Life of Service
Kathy Hochul is the 77th Lieutenant Governor of New York. A lifelong New Yorker, she was born and raised in a blue-collar Irish Catholic family in Buffalo that instilled a deep passion for public service and activism. She continued that fighting spirit as a student organizer, as a young attorney and aide to Sen. Daniel Patrick Moynihan, and then as a member of her Town Board, Erie County Clerk, and as a Member of Congress.
After the Tea Party wave in 2011, Kathy entered a special election in the most Republican congressional district in the state, and against all odds, won as a proud Democrat. Her election, and later – her victory, was viewed as a national referendum on Paul Ryan’s agenda to bankrupt Social Security and Medicare. Despite risking her reelection, Kathy always fought to protect the Affordable Care Act, a woman’s right to choose, and the rights of our LGBTQ community.
In Congress, Kathy proudly received the endorsement of various women’s groups like EMILY’s List and was often targeted by Conservative media for her defense of the contraception mandate under Obamacare. Kathy was also endorsed by the Human Rights Campaign and has been a lifelong champion for the LGBTQ community and the fight for equality.
Kathy maintained true to her labor roots and consistently voted to support the working men and women of America. She was a frequent critic of tax breaks for millionaires and billionaires and called for tax cuts for low and middle-income earners.
Fighting for Working Families
As Lieutenant Governor, she continues to fight for working families. Kathy was a strong voice in the successful fight for a $15 minimum wage and Paid Family Leave. Every day, Kathy is working with the Governor and state legislature to prioritize making lives better for all New York families – because no one working full-time should live in poverty.
In the age of advanced technology, access to higher education has become increasingly more difficult. With the belief that education is a human right, Kathy and the Governor fought hard to make SUNY and CUNY schools tuition-free for every middle-class family.
As Chair of the Regional Economic Development Councils, Kathy has led efforts to lift up communities across this state and secured a record increase of workforce development funding, so all New Yorkers have an opportunity to find a good-paying job.
And as Chair of the Governor’s Task Force on Heroin and Opioid Addiction, Kathy has maintained a laser focus to pass commonsense policies to combat the widespread epidemic.
Champion for Women
Throughout Kathy’s life, she has committed to empowering women. She joined her mother and aunt in establishing the Kathleen Mary House in 2006, a transitional home for victims of domestic violence. Kathy has consistently placed issues that are important to women on the top of her agenda. Traveling the state, she has leveraged her position as the highest ranking female official in state government to encourage women to be an active voice for change. Kathy wants women to dream big and take risks – and she believes in equal pay for equal work. Kathy supports banning salary history and the state’s record high goal for MWBE’s.
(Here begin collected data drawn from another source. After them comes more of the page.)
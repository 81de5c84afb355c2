//! Direct-connect host: phones pair with a 6-digit code and drive virtual
//! pads without a relay in between.
//!
//! [`DirectHost`] is the pairing state machine and owns the actuation hub.
//! [`DirectServer`] runs it as an actor behind a TCP JSON-lines listener and
//! pings paired phones on a fixed interval.

use std::collections::HashMap;
use std::net::SocketAddr;
use std::time::Duration;

use aircontrol_actuation::{ActuationHub, GamepadBackend, PadCommand};
use aircontrol_types::direct::parse_client_message;
use aircontrol_types::{
    ClientMessage, ConnectionId, HostMessage, Inbound, LayoutKind, PairingCode, PlayerIndex,
    RejectReason,
};
use serde::Serialize;
use tokio::io::BufReader;
use tokio::net::{TcpListener, TcpStream};
use tokio::sync::{mpsc, oneshot};
use tokio::task::AbortHandle;
use tracing::{debug, info, warn};

use crate::codegen;
use crate::config::DirectConfig;
use crate::error::RelayError;
use crate::wire;

#[derive(Debug, Clone, Copy, PartialEq, Eq)]
enum PeerState {
    Unpaired,
    Paired(PlayerIndex),
    /// Rejected; waiting for the transport to go away.
    Closed,
}

#[derive(Debug)]
struct Peer {
    state: PeerState,
    remote: SocketAddr,
    connected_at: u64,
    last_seen_at: u64,
    input_count: u64,
}

/// A paired phone, as shown to the host operator.
#[derive(Debug, Clone, PartialEq, Eq, Serialize)]
#[serde(rename_all = "camelCase")]
pub struct ControllerSnapshot {
    pub controller_id: PlayerIndex,
    pub connected_at: u64,
    pub last_seen_at: u64,
    pub input_count: u64,
    pub remote_address: String,
}

/// What to do with a connection after handling one of its lines.
#[derive(Debug, Clone, PartialEq, Eq)]
pub enum Reply {
    None,
    Send(HostMessage),
    /// Send the message, then drop the connection.
    Close(HostMessage),
}

impl Reply {
    fn reject(reason: RejectReason) -> Self {
        let message = HostMessage::Reject { reason };
        if reason.closes_connection() {
            Self::Close(message)
        } else {
            Self::Send(message)
        }
    }
}

pub struct DirectHost<B: GamepadBackend> {
    code: PairingCode,
    layout: LayoutKind,
    max_controllers: u8,
    peers: HashMap<ConnectionId, Peer>,
    hub: ActuationHub<B>,
    rng: fastrand::Rng,
}

impl<B: GamepadBackend> DirectHost<B> {
    pub fn new(backend: B, layout: LayoutKind, max_controllers: u8) -> Self {
        Self::with_rng(backend, layout, max_controllers, fastrand::Rng::new())
    }

    pub fn with_rng(
        backend: B,
        layout: LayoutKind,
        max_controllers: u8,
        mut rng: fastrand::Rng,
    ) -> Self {
        Self {
            code: codegen::pairing_code(&mut rng),
            layout,
            max_controllers,
            peers: HashMap::new(),
            hub: ActuationHub::new(backend),
            rng,
        }
    }

    pub fn code(&self) -> &PairingCode {
        &self.code
    }

    pub fn layout(&self) -> LayoutKind {
        self.layout
    }

    pub fn hub(&self) -> &ActuationHub<B> {
        &self.hub
    }

    /// Track a freshly opened connection.
    pub fn connect(&mut self, conn: ConnectionId, remote: SocketAddr, now_ms: u64) {
        debug!(connection = %conn, %remote, "socket opened");
        self.peers.insert(
            conn,
            Peer {
                state: PeerState::Unpaired,
                remote,
                connected_at: now_ms,
                last_seen_at: now_ms,
                input_count: 0,
            },
        );
    }

    /// Handle one line from a phone.
    pub async fn handle(&mut self, conn: ConnectionId, raw: &str, now_ms: u64) -> Reply {
        let Some(peer) = self.peers.get_mut(&conn) else {
            return Reply::None;
        };
        peer.last_seen_at = now_ms;
        let state = peer.state;

        let Some(inbound) = parse_client_message(raw) else {
            warn!(connection = %conn, remote = %peer.remote, "invalid message ignored");
            return Reply::None;
        };

        match state {
            PeerState::Closed => Reply::None,
            PeerState::Unpaired => match inbound {
                Inbound::Message(ClientMessage::Pair { code }) => self.pair(conn, &code).await,
                other => {
                    debug!(connection = %conn, ?other, "message before pairing");
                    self.close_peer(conn);
                    Reply::reject(RejectReason::InvalidCode)
                }
            },
            PeerState::Paired(slot) => self.handle_paired(conn, slot, inbound).await,
        }
    }

    async fn pair(&mut self, conn: ConnectionId, code: &str) -> Reply {
        if !self.code.matches(code) {
            warn!(connection = %conn, "rejected pairing with wrong code");
            self.close_peer(conn);
            return Reply::reject(RejectReason::InvalidCode);
        }

        let Some(slot) = self.free_slot() else {
            warn!(connection = %conn, "rejected pairing, host is full");
            self.close_peer(conn);
            return Reply::reject(RejectReason::ServerFull);
        };

        let Some(peer) = self.peers.get_mut(&conn) else {
            return Reply::None;
        };
        peer.state = PeerState::Paired(slot);
        let remote = peer.remote;

        if let Err(e) = self.hub.attach(slot).await {
            warn!(%slot, error = %e, "paired, but virtual gamepad is unavailable");
        }
        info!(%slot, %remote, "controller paired");
        Reply::Send(HostMessage::Welcome {
            controller_id: slot,
            layout: self.layout,
        })
    }

    async fn handle_paired(
        &mut self,
        conn: ConnectionId,
        slot: PlayerIndex,
        inbound: Inbound,
    ) -> Reply {
        let message = match inbound {
            Inbound::Message(message) => message,
            Inbound::Unrecognized(kind) => {
                debug!(%slot, kind, "unrecognized message ignored");
                return Reply::None;
            }
        };

        match message {
            ClientMessage::Pair { .. } => Reply::reject(RejectReason::AlreadyConnected),
            ClientMessage::Ping => Reply::Send(HostMessage::Pong),
            ClientMessage::Pong => Reply::None,
            input => {
                if let Some(peer) = self.peers.get_mut(&conn) {
                    peer.input_count += 1;
                }
                if let Some(command) = PadCommand::from_message(&input) {
                    if let Err(e) = self.hub.apply(slot, &[command]).await {
                        debug!(%slot, error = %e, "input not applied");
                    }
                }
                Reply::None
            }
        }
    }

    fn close_peer(&mut self, conn: ConnectionId) {
        if let Some(peer) = self.peers.get_mut(&conn) {
            peer.state = PeerState::Closed;
        }
    }

    fn free_slot(&self) -> Option<PlayerIndex> {
        PlayerIndex::range(self.max_controllers).find(|slot| {
            !self
                .peers
                .values()
                .any(|p| p.state == PeerState::Paired(*slot))
        })
    }

    /// Forget a connection, neutralising its pad if it was paired.
    pub async fn disconnect(&mut self, conn: ConnectionId) -> bool {
        let Some(peer) = self.peers.remove(&conn) else {
            return false;
        };
        if let PeerState::Paired(slot) = peer.state {
            if let Err(e) = self.hub.detach(slot).await {
                warn!(%slot, error = %e, "failed to release pad");
            }
            info!(%slot, remote = %peer.remote, "controller disconnected");
        }
        true
    }

    /// Change the layout. Paired phones are told; nothing is sent when the
    /// layout is unchanged.
    pub fn set_layout(&mut self, layout: LayoutKind) -> Vec<(ConnectionId, HostMessage)> {
        if self.layout == layout {
            return Vec::new();
        }
        self.layout = layout;
        info!(%layout, "layout changed");
        self.paired()
            .map(|conn| (conn, HostMessage::LayoutChange { layout }))
            .collect()
    }

    /// Issue a fresh pairing code. Phones already paired stay paired.
    pub fn regenerate_code(&mut self) -> &PairingCode {
        self.code = codegen::pairing_code(&mut self.rng);
        info!("pairing code regenerated");
        &self.code
    }

    fn paired(&self) -> impl Iterator<Item = ConnectionId> + '_ {
        self.peers
            .iter()
            .filter(|(_, p)| matches!(p.state, PeerState::Paired(_)))
            .map(|(id, _)| *id)
    }

    /// Connections the liveness probe should ping.
    pub fn ping_targets(&self) -> Vec<ConnectionId> {
        self.paired().collect()
    }

    /// Paired phones ordered by slot.
    pub fn controllers(&self) -> Vec<ControllerSnapshot> {
        let mut snapshots: Vec<_> = self
            .peers
            .values()
            .filter_map(|p| match p.state {
                PeerState::Paired(slot) => Some(ControllerSnapshot {
                    controller_id: slot,
                    connected_at: p.connected_at,
                    last_seen_at: p.last_seen_at,
                    input_count: p.input_count,
                    remote_address: p.remote.to_string(),
                }),
                _ => None,
            })
            .collect();
        snapshots.sort_by_key(|s| s.controller_id);
        snapshots
    }

    /// Release every pad and forget every connection.
    pub async fn shutdown(&mut self) -> Result<(), RelayError> {
        self.peers.clear();
        self.hub.shutdown().await?;
        Ok(())
    }
}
Kathy leads advocacy campaigns for many of the Governor’s signature initiatives – from the “Enough is Enough” sexual assault prevention program to passing the strictest laws against sexual harassment in the nation – she prioritizes being a voice for all women as she visits all 62 counties every year.
In addition, she chairs the Women’s Suffrage Commission and has celebrated the centennial of women’s suffrage by highlighting the central role of New Yorkers in the fight – it is the legacy of these feminists that inspires Kathy in her role as Lieutenant Governor every day.
Kathy has always believed in giving a voice to the voiceless. Kathy credits her upbringing with progressive parents for the values she holds today. Her grandparents were immigrants who fled poverty in Ireland, and her grandfather started his American journey as a migrant worker in the wheat fields of South Dakota. They later became domestics in Chicago and were lured to Buffalo by the promise of good-paying jobs at Bethlehem Steel. Kathy’s father, Jack, was also a steelworker and union organizer and began married life with her mother, Pat, in a tiny trailer in the shadow of the plant.
Kathy holds a bachelor’s degree from Syracuse University and a JD from Catholic University. She is married to her husband, Bill, and they have two children, Will and Katie.